Ma l'oblio è un lusso che al suo popolo non è concesso, e ormai non sente più lo scorrere degli anni.
A Valinor sembra che tutto sia bloccato nel tempo. Da quando è rinata è rimasta immutata, immortale, come sarebbe dovuta essere. Ma per quanto i Valar si siano sforzati di nasconderlo - di colmare il crepaccio che ormai ha spaccato il loro mondo - è tutto cambiato. La luce che riempie il cielo non è la stessa che ha segnato i giorni in cui la pace esisteva davvero, il mare che ha lavato il sangue versato a Alqualondë non ha potuto restituire la vita ai corpi che vi sono stati affidati, Tirion ha lo stesso splendore di un tempo, ma le sue strade sono più vuote e talvolta risuonano di pianti che nessun Elda sarebbe dovuto essere destinato a udire.
E lei è sola.
Anche se ogni cosa è stata ricostruita, nulla potrà ricomporre le famiglie e le anime che sono state strappate. Nulla potrà guarire coloro che soffrono ancora per le ferite di Aman come se le avessero subite sulla propria pelle, e coloro che sono stati traditi dai propri fratelli. Né coloro che sono stati costretti a dire addio alla propria gente e non avranno mai il diritto di piangere la perdita.
Per quelli come lei non resta altra consolazione che i ricordi, come se potessero essere abbastanza. Come se esistesse un modo di cancellare il dolore che celano.
Nessuno osa ammetterlo apertamente, ma Anairë sa fin troppo bene che quella è la verità. Ormai non ricorda più quante volte abbia desiderato l'oblio - non è ancora certa di essere disposta a continuare a vivere con le sue memorie, ora che sono tutto ciò che le resta.

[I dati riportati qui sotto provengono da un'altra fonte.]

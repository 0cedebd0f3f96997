//! Paginated access to attribute values in the policy store.

use std::collections::{BTreeMap, HashMap};
use std::fmt::Debug;

use async_trait::async_trait;
use tracing::debug;
use warden_types::{AttributeAndValue, AttributeDefinition, RequestContext, canonicalize};

use crate::error::{EntitlementsError, Result};

/// Page size used when draining a paginated lookup.
pub const DEFAULT_PAGE_SIZE: usize = 100;

/// One page of an attribute-value lookup by FQN.
#[derive(Debug, Clone, PartialEq, Eq)]
pub struct AttributeValuesRequest {
    pub fqns: Vec<String>,
    /// Include subject mappings on each returned value.
    pub with_subject_maps: bool,
    pub offset: usize,
    pub limit: usize,
}

#[derive(Debug, Clone, Default, PartialEq, Eq)]
pub struct AttributeValuesPage {
    /// Keyed by canonical value FQN.
    pub values: BTreeMap<String, AttributeAndValue>,
    /// Offset of the next page; zero when this was the last one.
    pub next_offset: usize,
}

#[async_trait]
pub trait AttributeStore: Send + Sync + Debug {
    async fn get_attribute_values_by_fqns(
        &self,
        ctx: &RequestContext,
        request: &AttributeValuesRequest,
    ) -> Result<AttributeValuesPage>;
}

/// Fetches every page for `fqns`, following `next_offset` until it is zero.
///
/// Missing values and cancellation keep their kind; any other store failure
/// is reported as a retrieval failure.
pub async fn fetch_attribute_values(
    store: &dyn AttributeStore,
    ctx: &RequestContext,
    fqns: &[String],
    with_subject_maps: bool,
) -> Result<BTreeMap<String, AttributeAndValue>> {
    let mut values = BTreeMap::new();
    let mut offset = 0;
    loop {
        let request = AttributeValuesRequest {
            fqns: fqns.to_vec(),
            with_subject_maps,
            offset,
            limit: DEFAULT_PAGE_SIZE,
        };
        let page = store
            .get_attribute_values_by_fqns(ctx, &request)
            .await
            .map_err(|e| match e {
                EntitlementsError::AttributeNotFound { .. } | EntitlementsError::Cancelled(_) => e,
                other => EntitlementsError::RetrievalFailed(format!(
                    "attribute values at offset {offset}: {other}"
                )),
            })?;
        debug!(offset, count = page.values.len(), next = page.next_offset, "attribute page");
        values.extend(page.values);
        if page.next_offset == 0 || page.next_offset <= offset {
            return Ok(values);
        }
        offset = page.next_offset;
    }
}

// ============================================================================
// InMemoryAttributeStore
// ============================================================================

/// Attribute definitions held in memory and served by value FQN.
#[derive(Debug, Default)]
pub struct InMemoryAttributeStore {
    definitions: Vec<AttributeDefinition>,
    /// Canonical value FQN to (definition, value) index.
    index: HashMap<String, (usize, usize)>,
}

impl InMemoryAttributeStore {
    pub fn new(definitions: impl IntoIterator<Item = AttributeDefinition>) -> Result<Self> {
        let mut store = Self::default();
        for definition in definitions {
            store.insert(definition)?;
        }
        Ok(store)
    }

    /// Adds a definition, filling in any missing FQNs.
    pub fn insert(&mut self, mut definition: AttributeDefinition) -> Result<()> {
        definition.populate_fqns()?;
        let def_idx = self.definitions.len();
        for (value_idx, value) in definition.values.iter().enumerate() {
            self.index
                .insert(canonicalize(&value.fqn), (def_idx, value_idx));
        }
        self.definitions.push(definition);
        Ok(())
    }

    fn lookup(&self, fqn: &str, with_subject_maps: bool) -> Option<AttributeAndValue> {
        let &(def_idx, value_idx) = self.index.get(fqn)?;
        let mut attribute = self.definitions[def_idx].clone();
        let mut value = attribute.values[value_idx].clone();
        for v in &mut attribute.values {
            v.subject_mappings.clear();
        }
        if !with_subject_maps {
            value.subject_mappings.clear();
        }
        Some(AttributeAndValue { attribute, value })
    }
}

#[async_trait]
impl AttributeStore for InMemoryAttributeStore {
    async fn get_attribute_values_by_fqns(
        &self,
        ctx: &RequestContext,
        request: &AttributeValuesRequest,
    ) -> Result<AttributeValuesPage> {
        ctx.check()?;
        let mut fqns: Vec<String> = request.fqns.iter().map(|f| canonicalize(f)).collect();
        fqns.sort();
        fqns.dedup();

        let start = request.offset.min(fqns.len());
        let end = start.saturating_add(request.limit.max(1)).min(fqns.len());
        let mut values = BTreeMap::new();
        for fqn in &fqns[start..end] {
            let found = self
                .lookup(fqn, request.with_subject_maps)
                .ok_or_else(|| EntitlementsError::AttributeNotFound { fqn: fqn.clone() })?;
            values.insert(fqn.clone(), found);
        }
        Ok(AttributeValuesPage {
            values,
            next_offset: if end < fqns.len() { end } else { 0 },
        })
    }
}

#[cfg(test)]
pub(crate) mod tests {
    use super::*;
    use parking_lot::Mutex;
    use warden_types::{
        AttributeRule, AttributeValue, BooleanOperator, Condition, ConditionGroup,
        SubjectConditionSet, SubjectMapping, SubjectMappingOperator, SubjectSet,
    };

    /// Helper: a mapping granting its value when `selector` is IN `values`.
    pub(crate) fn mapping(selector: &str, values: &[&str]) -> SubjectMapping {
        SubjectMapping {
            subject_condition_set: SubjectConditionSet {
                subject_sets: vec![SubjectSet {
                    condition_groups: vec![ConditionGroup {
                        boolean_operator: BooleanOperator::And,
                        conditions: vec![Condition {
                            subject_external_selector_value: selector.to_string(),
                            operator: SubjectMappingOperator::In,
                            subject_external_values: values.iter().map(ToString::to_string).collect(),
                        }],
                    }],
                }],
                ..SubjectConditionSet::default()
            },
            ..SubjectMapping::default()
        }
    }

    /// Helper: a definition under `www.example.org` with plain values.
    pub(crate) fn definition(name: &str, rule: AttributeRule, values: &[&str]) -> AttributeDefinition {
        AttributeDefinition {
            namespace: "www.example.org".to_string(),
            name: name.to_string(),
            rule,
            values: values
                .iter()
                .map(|v| AttributeValue {
                    value: (*v).to_string(),
                    ..AttributeValue::default()
                })
                .collect(),
            ..AttributeDefinition::default()
        }
    }

    /// Store wrapper that records the offsets it was asked for.
    #[derive(Debug)]
    pub(crate) struct PagingStore {
        pub inner: InMemoryAttributeStore,
        pub limit: usize,
        pub offsets: Mutex<Vec<usize>>,
    }

    #[async_trait]
    impl AttributeStore for PagingStore {
        async fn get_attribute_values_by_fqns(
            &self,
            ctx: &RequestContext,
            request: &AttributeValuesRequest,
        ) -> Result<AttributeValuesPage> {
            self.offsets.lock().push(request.offset);
            let request = AttributeValuesRequest {
                limit: self.limit,
                ..request.clone()
            };
            self.inner.get_attribute_values_by_fqns(ctx, &request).await
        }
    }

    #[derive(Debug)]
    struct BrokenStore;

    #[async_trait]
    impl AttributeStore for BrokenStore {
        async fn get_attribute_values_by_fqns(
            &self,
            _ctx: &RequestContext,
            _request: &AttributeValuesRequest,
        ) -> Result<AttributeValuesPage> {
            Err(EntitlementsError::Evaluation("connection reset".into()))
        }
    }

    fn fqn(value: &str) -> String {
        format!("https://www.example.org/attr/letters/value/{value}")
    }

    #[tokio::test]
    async fn drains_every_page() {
        let store = PagingStore {
            inner: InMemoryAttributeStore::new([definition(
                "letters",
                AttributeRule::AnyOf,
                &["a", "b", "c", "d", "e"],
            )])
            .unwrap(),
            limit: 2,
            offsets: Mutex::new(Vec::new()),
        };
        let fqns: Vec<String> = ["a", "b", "c", "d", "e"].iter().map(|v| fqn(v)).collect();
        let values = fetch_attribute_values(&store, &RequestContext::new(), &fqns, false)
            .await
            .unwrap();
        assert_eq!(values.len(), 5);
        assert_eq!(*store.offsets.lock(), [0, 2, 4]);
    }

    #[tokio::test]
    async fn lookup_is_case_insensitive() {
        let store =
            InMemoryAttributeStore::new([definition("letters", AttributeRule::AnyOf, &["a"])]).unwrap();
        let values = fetch_attribute_values(
            &store,
            &RequestContext::new(),
            &["https://WWW.example.org/attr/letters/value/A".to_string()],
            false,
        )
        .await
        .unwrap();
        assert!(values.contains_key(&fqn("a")));
    }

    #[tokio::test]
    async fn subject_maps_only_when_requested() {
        let mut def = definition("letters", AttributeRule::AnyOf, &["a"]);
        def.values[0].subject_mappings.push(mapping(".role", &["admin"]));
        let store = InMemoryAttributeStore::new([def]).unwrap();
        let ctx = RequestContext::new();

        let without = fetch_attribute_values(&store, &ctx, &[fqn("a")], false).await.unwrap();
        assert!(without[&fqn("a")].value.subject_mappings.is_empty());

        let with = fetch_attribute_values(&store, &ctx, &[fqn("a")], true).await.unwrap();
        assert_eq!(with[&fqn("a")].value.subject_mappings.len(), 1);
        assert!(with[&fqn("a")].attribute.values[0].subject_mappings.is_empty());
    }

    #[tokio::test]
    async fn unknown_fqn_is_not_found() {
        let store = InMemoryAttributeStore::default();
        let err = fetch_attribute_values(&store, &RequestContext::new(), &[fqn("zz")], false)
            .await
            .unwrap_err();
        assert!(matches!(err, EntitlementsError::AttributeNotFound { .. }));
    }

    #[tokio::test]
    async fn store_failure_is_retrieval_failure() {
        let err = fetch_attribute_values(&BrokenStore, &RequestContext::new(), &[fqn("a")], false)
            .await
            .unwrap_err();
        assert_eq!(err.kind(), warden_types::ErrorKind::RetrievalFailed);
    }
}
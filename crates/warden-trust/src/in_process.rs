//! Key index and manager over a keyring held in process memory.

use std::fmt;

use async_trait::async_trait;
use parking_lot::RwLock;
use serde::Deserialize;
use tracing::{debug, info};
use warden_crypto::Encapsulator;
use warden_types::{EcCurve, KeyAlgorithm, KeyIdentifier, RequestContext};
use zeroize::Zeroizing;

use crate::error::{Result, TrustError};
use crate::key::{KeyDetails, ProtectedKey};
use crate::service::{KeyIndex, KeyManager, ListKeyOptions};
use crate::unwrap;

/// System name reported by keys served from the in-process keyring.
pub const IN_PROCESS_SYSTEM: &str = "opentdf.io/in-process";

// ============================================================================
// Keyring entries
// ============================================================================

/// One configured key.
///
/// `cert` optionally carries the public key PEM; when empty it is derived from
/// the private key.
#[derive(Clone, Deserialize)]
pub struct KeyringEntry {
    pub kid: String,
    pub alg: KeyAlgorithm,
    pub private_pem: String,
    #[serde(default)]
    pub cert: String,
    #[serde(default = "default_active")]
    pub active: bool,
    #[serde(default)]
    pub legacy: bool,
}

fn default_active() -> bool {
    true
}

impl KeyringEntry {
    pub fn new(kid: impl Into<String>, alg: KeyAlgorithm, private_pem: impl Into<String>) -> Self {
        Self {
            kid: kid.into(),
            alg,
            private_pem: private_pem.into(),
            cert: String::new(),
            active: true,
            legacy: false,
        }
    }

    pub fn with_legacy(mut self, legacy: bool) -> Self {
        self.legacy = legacy;
        self
    }

    pub fn with_active(mut self, active: bool) -> Self {
        self.active = active;
        self
    }
}

impl fmt::Debug for KeyringEntry {
    fn fmt(&self, f: &mut fmt::Formatter<'_>) -> fmt::Result {
        f.debug_struct("KeyringEntry")
            .field("kid", &self.kid)
            .field("alg", &self.alg)
            .field("private_pem", &"<redacted>")
            .field("active", &self.active)
            .field("legacy", &self.legacy)
            .finish()
    }
}

/// Merges entries that share a kid.
///
/// `legacy` is sticky once any entry sets it; `active` takes the last value
/// seen. Key material comes from the first entry that has it. First-seen order
/// is kept.
pub fn consolidate_keyring(entries: impl IntoIterator<Item = KeyringEntry>) -> Vec<KeyringEntry> {
    let mut merged: Vec<KeyringEntry> = Vec::new();
    for entry in entries {
        match merged.iter_mut().find(|m| m.kid == entry.kid) {
            Some(existing) => {
                existing.legacy |= entry.legacy;
                existing.active = entry.active;
                if existing.private_pem.is_empty() {
                    existing.private_pem = entry.private_pem;
                }
                if existing.cert.is_empty() {
                    existing.cert = entry.cert;
                }
            }
            None => merged.push(entry),
        }
    }
    merged
}

// ============================================================================
// InProcessProvider
// ============================================================================

struct LoadedKey {
    details: KeyDetails,
    active: bool,
    private_pem: Zeroizing<String>,
}

/// Serves a fixed keyring as both [`KeyIndex`] and [`KeyManager`].
///
/// Closing drops every private key; later operations fail with
/// [`TrustError::Closed`].
pub struct InProcessProvider {
    keys: RwLock<Option<Vec<LoadedKey>>>,
}

impl InProcessProvider {
    /// Consolidates and loads `entries`, failing on the first key that does
    /// not parse or does not match its algorithm.
    pub fn new(entries: impl IntoIterator<Item = KeyringEntry>) -> Result<Self> {
        let mut keys = Vec::new();
        for entry in consolidate_keyring(entries) {
            let public_key_pem = if entry.cert.trim().is_empty() {
                unwrap::public_pem_for(entry.alg, &entry.private_pem)?
            } else {
                // Still parse the private key so a bad keyring fails at load.
                unwrap::public_pem_for(entry.alg, &entry.private_pem)?;
                entry.cert.clone()
            };
            let details = KeyDetails::new(
                entry.kid.as_str(),
                entry.alg,
                IN_PROCESS_SYSTEM,
                public_key_pem,
            )
            .with_legacy(entry.legacy);
            debug!(kid = %details.id, alg = %entry.alg, legacy = entry.legacy, active = entry.active, "loaded key");
            keys.push(LoadedKey {
                details,
                active: entry.active,
                private_pem: Zeroizing::new(entry.private_pem),
            });
        }
        info!(keys = keys.len(), "in-process keyring loaded");
        Ok(Self {
            keys: RwLock::new(Some(keys)),
        })
    }

    fn with_keys<T>(&self, f: impl FnOnce(&[LoadedKey]) -> Result<T>) -> Result<T> {
        let guard = self.keys.read();
        let keys = guard.as_deref().ok_or(TrustError::Closed)?;
        f(keys)
    }

    fn private_pem(&self, id: &KeyIdentifier) -> Result<Zeroizing<String>> {
        self.with_keys(|keys| {
            keys.iter()
                .find(|k| &k.details.id == id)
                .map(|k| k.private_pem.clone())
                .ok_or_else(|| TrustError::CertNotFound(id.to_string()))
        })
    }
}

impl fmt::Debug for InProcessProvider {
    fn fmt(&self, f: &mut fmt::Formatter<'_>) -> fmt::Result {
        let guard = self.keys.read();
        let mut s = f.debug_struct("InProcessProvider");
        match guard.as_deref() {
            Some(keys) => s.field(
                "kids",
                &keys.iter().map(|k| k.details.id.as_str()).collect::<Vec<_>>(),
            ),
            None => s.field("closed", &true),
        };
        s.finish()
    }
}

#[async_trait]
impl KeyIndex for InProcessProvider {
    async fn find_key_by_algorithm(
        &self,
        ctx: &RequestContext,
        algorithm: KeyAlgorithm,
        include_legacy: bool,
    ) -> Result<KeyDetails> {
        ctx.check()?;
        self.with_keys(|keys| {
            let candidates = || {
                keys.iter()
                    .filter(move |k| k.active && k.details.algorithm == algorithm)
            };
            candidates()
                .find(|k| !k.details.legacy)
                .or_else(|| {
                    include_legacy
                        .then(|| candidates().find(|k| k.details.legacy))
                        .flatten()
                })
                .map(|k| k.details.clone())
                .ok_or_else(|| TrustError::CertNotFound(format!("no active key for {algorithm}")))
        })
    }

    async fn find_key_by_id(&self, ctx: &RequestContext, id: &KeyIdentifier) -> Result<KeyDetails> {
        ctx.check()?;
        self.with_keys(|keys| {
            keys.iter()
                .find(|k| &k.details.id == id)
                .map(|k| k.details.clone())
                .ok_or_else(|| TrustError::CertNotFound(id.to_string()))
        })
    }

    async fn list_keys_with(&self, ctx: &RequestContext, opts: ListKeyOptions) -> Result<Vec<KeyDetails>> {
        ctx.check()?;
        self.with_keys(|keys| {
            Ok(keys
                .iter()
                .filter(|k| !opts.legacy_only || k.details.legacy)
                .map(|k| k.details.clone())
                .collect())
        })
    }
}

#[async_trait]
impl KeyManager for InProcessProvider {
    fn name(&self) -> &str {
        IN_PROCESS_SYSTEM
    }

    async fn decrypt(
        &self,
        ctx: &RequestContext,
        key: &KeyDetails,
        ciphertext: &[u8],
        ephemeral_public_key: Option<&[u8]>,
    ) -> Result<ProtectedKey> {
        ctx.check()?;
        let pem = self.private_pem(&key.id)?;
        unwrap::decrypt_with_pem(key, &pem, ciphertext, ephemeral_public_key)
    }

    async fn derive_key(
        &self,
        ctx: &RequestContext,
        key: &KeyDetails,
        ephemeral_public_key: &[u8],
        curve: EcCurve,
    ) -> Result<ProtectedKey> {
        ctx.check()?;
        let pem = self.private_pem(&key.id)?;
        unwrap::derive_with_pem(key, &pem, ephemeral_public_key, curve)
    }

    async fn generate_ec_session_key(
        &self,
        ctx: &RequestContext,
        ephemeral_public_key_pem: &str,
    ) -> Result<Box<dyn Encapsulator>> {
        ctx.check()?;
        unwrap::session_encapsulator(ephemeral_public_key_pem)
    }

    fn close(&self) {
        if self.keys.write().take().is_some() {
            debug!("in-process keyring closed");
        }
    }
}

Ormai è troppo tardi per rivedere la sua famiglia. Può cercare di negarlo, aggrapparsi a una speranza costruita su sogni crudeli e sulle rovine della luce, finché potrà permetterle di respirare, ma non servirà a nulla. Mandos non lo permetterà, non prima che sia passato troppo tempo, e Estë non potrà proteggerla dalla verità fino ad allora.
Sarei dovuta andare con loro. È un pensiero che ha respinto fin dal primo istante, e ormai non può più andare oltre il mare, per quante volte l'abbia desiderato. Ma nel silenzio della sua casa vuota il suo suono è troppo vivido.
La notte in cui ha sentito all'improvviso, con implacabile certezza, che la vita di Arakáno[1] era stata sacrificata all'oscurità, lei non c'era. Mentre il gelo penetrava nella sua anima, non abbastanza da uccidere anche lei, mentre sapeva di essere troppo lontana dall'Helcaraxë per poterlo salvare, troppo lontana da Mandos per poterlo rivedere, quello era l'unico pensiero che la sua mente riuscisse a formulare chiaramente nell'istante in cui ha compreso di essere condannata quando tutti gli altri.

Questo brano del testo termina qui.